### REQUIREMENT
Treat the line containing "events and the" as the last one, and return every line exactly from the first line of the material below up to it.

### RECORDS PROVIDED
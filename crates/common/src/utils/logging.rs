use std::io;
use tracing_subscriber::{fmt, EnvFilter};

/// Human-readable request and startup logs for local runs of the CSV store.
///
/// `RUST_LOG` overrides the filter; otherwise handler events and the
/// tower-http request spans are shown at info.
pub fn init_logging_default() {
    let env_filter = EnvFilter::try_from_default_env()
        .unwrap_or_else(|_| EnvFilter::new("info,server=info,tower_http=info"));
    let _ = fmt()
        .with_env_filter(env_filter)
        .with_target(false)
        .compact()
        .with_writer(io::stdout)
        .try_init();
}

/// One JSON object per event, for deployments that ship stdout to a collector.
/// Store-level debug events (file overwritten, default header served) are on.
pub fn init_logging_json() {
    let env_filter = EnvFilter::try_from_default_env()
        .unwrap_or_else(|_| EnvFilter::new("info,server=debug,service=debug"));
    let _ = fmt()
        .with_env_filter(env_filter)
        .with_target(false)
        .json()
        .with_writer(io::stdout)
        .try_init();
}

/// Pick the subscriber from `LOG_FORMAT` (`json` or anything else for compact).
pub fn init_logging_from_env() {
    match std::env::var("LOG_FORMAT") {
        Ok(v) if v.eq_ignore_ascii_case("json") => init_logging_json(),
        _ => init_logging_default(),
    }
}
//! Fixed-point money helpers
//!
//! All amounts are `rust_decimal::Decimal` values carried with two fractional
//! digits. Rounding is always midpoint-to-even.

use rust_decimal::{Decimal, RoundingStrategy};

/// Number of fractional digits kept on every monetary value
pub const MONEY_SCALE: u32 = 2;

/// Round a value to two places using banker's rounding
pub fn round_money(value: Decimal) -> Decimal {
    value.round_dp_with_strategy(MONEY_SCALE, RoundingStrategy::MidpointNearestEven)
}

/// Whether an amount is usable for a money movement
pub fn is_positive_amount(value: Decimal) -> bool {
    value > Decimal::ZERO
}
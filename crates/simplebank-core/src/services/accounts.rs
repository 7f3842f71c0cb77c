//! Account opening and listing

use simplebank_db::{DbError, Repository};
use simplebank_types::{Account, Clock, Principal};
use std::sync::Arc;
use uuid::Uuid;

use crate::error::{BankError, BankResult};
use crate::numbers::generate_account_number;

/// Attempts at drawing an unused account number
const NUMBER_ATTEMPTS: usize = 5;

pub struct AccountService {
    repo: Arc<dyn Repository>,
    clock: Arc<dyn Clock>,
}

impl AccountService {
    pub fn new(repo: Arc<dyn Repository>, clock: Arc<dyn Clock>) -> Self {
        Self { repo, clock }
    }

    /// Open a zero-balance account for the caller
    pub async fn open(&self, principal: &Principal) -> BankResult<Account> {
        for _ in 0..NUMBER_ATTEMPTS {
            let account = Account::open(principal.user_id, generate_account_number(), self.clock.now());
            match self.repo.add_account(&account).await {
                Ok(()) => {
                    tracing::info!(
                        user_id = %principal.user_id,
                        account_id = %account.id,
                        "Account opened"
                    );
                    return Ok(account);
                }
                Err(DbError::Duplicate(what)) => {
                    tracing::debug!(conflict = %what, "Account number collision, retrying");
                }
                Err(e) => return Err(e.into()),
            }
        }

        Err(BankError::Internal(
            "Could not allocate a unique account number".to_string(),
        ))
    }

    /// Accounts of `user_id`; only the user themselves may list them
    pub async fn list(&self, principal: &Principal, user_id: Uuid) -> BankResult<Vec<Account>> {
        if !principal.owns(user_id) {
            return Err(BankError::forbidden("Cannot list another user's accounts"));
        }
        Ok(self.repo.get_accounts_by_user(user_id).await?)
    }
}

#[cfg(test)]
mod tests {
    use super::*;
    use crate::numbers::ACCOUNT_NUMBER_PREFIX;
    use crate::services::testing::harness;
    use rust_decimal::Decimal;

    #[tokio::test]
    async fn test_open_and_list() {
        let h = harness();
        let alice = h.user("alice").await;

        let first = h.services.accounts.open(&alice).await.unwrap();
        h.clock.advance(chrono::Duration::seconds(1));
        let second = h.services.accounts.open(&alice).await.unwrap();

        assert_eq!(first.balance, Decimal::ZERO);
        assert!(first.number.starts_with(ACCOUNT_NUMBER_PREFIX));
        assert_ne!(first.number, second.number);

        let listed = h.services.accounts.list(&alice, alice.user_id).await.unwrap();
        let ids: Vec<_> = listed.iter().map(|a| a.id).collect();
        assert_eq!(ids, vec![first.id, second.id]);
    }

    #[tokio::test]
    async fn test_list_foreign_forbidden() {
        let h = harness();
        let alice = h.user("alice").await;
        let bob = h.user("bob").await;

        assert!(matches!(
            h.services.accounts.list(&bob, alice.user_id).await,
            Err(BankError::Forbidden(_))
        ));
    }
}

### TASK RESPONSE
filename crates/common/src/utils/logging.rs
use std::io;
use tracing_subscriber::{fmt, EnvFilter};

/// Human-readable request and startup logs for local runs of the CSV store.
///
/// `RUST_LOG` overrides the filter; otherwise handler events and the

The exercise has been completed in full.